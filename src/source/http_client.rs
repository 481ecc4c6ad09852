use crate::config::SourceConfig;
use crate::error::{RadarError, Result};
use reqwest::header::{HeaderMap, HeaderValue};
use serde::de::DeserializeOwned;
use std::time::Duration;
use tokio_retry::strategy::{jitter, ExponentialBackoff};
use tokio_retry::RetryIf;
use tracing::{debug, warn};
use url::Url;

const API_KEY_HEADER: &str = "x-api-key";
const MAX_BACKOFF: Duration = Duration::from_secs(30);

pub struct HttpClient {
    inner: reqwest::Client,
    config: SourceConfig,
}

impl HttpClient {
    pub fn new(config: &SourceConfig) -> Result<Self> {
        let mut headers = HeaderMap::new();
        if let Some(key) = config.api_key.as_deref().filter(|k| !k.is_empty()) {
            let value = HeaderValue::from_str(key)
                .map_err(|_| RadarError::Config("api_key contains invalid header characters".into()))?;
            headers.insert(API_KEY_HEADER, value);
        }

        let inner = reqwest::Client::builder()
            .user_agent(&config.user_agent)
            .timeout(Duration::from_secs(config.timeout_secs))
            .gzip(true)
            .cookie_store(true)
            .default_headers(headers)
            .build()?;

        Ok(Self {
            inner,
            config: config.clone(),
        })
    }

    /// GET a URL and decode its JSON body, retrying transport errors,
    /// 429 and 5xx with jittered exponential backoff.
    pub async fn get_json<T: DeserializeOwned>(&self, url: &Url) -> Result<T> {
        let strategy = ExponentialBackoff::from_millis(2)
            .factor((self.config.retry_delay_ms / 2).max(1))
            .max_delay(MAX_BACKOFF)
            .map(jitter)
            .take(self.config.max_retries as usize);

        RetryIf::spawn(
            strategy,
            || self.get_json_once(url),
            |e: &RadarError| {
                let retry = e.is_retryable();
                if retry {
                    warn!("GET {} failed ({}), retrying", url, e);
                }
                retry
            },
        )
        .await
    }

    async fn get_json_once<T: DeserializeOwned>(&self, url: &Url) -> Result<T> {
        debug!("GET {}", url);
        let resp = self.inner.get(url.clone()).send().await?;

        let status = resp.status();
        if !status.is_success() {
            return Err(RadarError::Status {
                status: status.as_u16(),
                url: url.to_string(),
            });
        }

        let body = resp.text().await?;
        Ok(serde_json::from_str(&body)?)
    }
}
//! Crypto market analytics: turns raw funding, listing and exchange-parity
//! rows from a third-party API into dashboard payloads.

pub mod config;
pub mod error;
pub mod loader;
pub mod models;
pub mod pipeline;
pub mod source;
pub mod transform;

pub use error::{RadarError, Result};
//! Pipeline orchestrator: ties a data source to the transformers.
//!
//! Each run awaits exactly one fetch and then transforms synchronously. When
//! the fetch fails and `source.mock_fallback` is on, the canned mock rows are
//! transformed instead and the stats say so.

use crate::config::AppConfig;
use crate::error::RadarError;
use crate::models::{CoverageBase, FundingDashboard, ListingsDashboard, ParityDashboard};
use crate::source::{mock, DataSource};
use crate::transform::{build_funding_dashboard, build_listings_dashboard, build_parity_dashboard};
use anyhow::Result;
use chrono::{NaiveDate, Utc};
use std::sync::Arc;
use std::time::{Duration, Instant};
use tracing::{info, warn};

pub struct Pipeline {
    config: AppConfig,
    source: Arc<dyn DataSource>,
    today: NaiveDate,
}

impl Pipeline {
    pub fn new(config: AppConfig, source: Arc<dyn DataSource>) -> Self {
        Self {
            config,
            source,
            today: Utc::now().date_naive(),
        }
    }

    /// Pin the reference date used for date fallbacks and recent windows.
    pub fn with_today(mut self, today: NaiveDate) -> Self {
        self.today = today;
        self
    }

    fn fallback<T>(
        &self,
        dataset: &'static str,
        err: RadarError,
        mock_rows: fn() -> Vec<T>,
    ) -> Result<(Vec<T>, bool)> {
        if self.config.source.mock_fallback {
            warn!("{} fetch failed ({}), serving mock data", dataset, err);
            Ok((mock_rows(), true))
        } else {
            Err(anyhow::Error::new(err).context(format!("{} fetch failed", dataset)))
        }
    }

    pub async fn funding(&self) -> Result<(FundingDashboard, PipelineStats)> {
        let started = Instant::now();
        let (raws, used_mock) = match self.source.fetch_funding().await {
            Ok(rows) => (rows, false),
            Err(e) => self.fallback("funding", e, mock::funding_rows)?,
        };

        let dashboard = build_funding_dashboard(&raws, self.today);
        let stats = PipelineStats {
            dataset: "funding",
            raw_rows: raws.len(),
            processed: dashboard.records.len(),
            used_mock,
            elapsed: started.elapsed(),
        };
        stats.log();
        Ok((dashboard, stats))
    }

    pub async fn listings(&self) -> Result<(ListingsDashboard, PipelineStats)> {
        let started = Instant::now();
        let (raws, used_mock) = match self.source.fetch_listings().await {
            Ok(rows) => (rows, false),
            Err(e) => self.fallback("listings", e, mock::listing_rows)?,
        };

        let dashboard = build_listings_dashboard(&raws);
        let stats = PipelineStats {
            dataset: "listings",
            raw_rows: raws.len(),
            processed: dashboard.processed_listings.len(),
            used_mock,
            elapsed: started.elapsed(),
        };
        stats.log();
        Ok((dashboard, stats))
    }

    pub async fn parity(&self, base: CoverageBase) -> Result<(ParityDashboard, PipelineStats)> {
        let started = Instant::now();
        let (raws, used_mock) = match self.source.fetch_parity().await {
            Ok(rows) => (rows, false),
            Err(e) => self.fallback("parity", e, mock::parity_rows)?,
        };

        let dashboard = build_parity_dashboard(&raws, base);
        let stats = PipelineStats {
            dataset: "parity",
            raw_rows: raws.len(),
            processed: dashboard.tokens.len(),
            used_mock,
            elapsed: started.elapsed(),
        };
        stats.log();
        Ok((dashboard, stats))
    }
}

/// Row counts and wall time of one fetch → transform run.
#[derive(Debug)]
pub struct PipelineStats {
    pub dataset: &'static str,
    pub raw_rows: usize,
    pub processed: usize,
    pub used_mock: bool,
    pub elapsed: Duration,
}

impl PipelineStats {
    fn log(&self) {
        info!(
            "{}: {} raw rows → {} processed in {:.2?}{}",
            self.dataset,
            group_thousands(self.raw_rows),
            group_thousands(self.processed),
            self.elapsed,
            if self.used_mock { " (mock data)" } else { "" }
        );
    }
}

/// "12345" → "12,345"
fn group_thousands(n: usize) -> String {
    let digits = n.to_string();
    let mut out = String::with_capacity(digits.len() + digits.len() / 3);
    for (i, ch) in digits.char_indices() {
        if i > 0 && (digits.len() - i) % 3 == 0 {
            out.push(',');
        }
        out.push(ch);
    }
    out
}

════════════════

From the data above, gather every line that includes the word "body".

ANSWER FOR THIS EXERCISE:
    /// GET a URL and decode its JSON body, retrying transport errors,
        let body = resp.text().await?;
        Ok(serde_json::from_str(&body)?)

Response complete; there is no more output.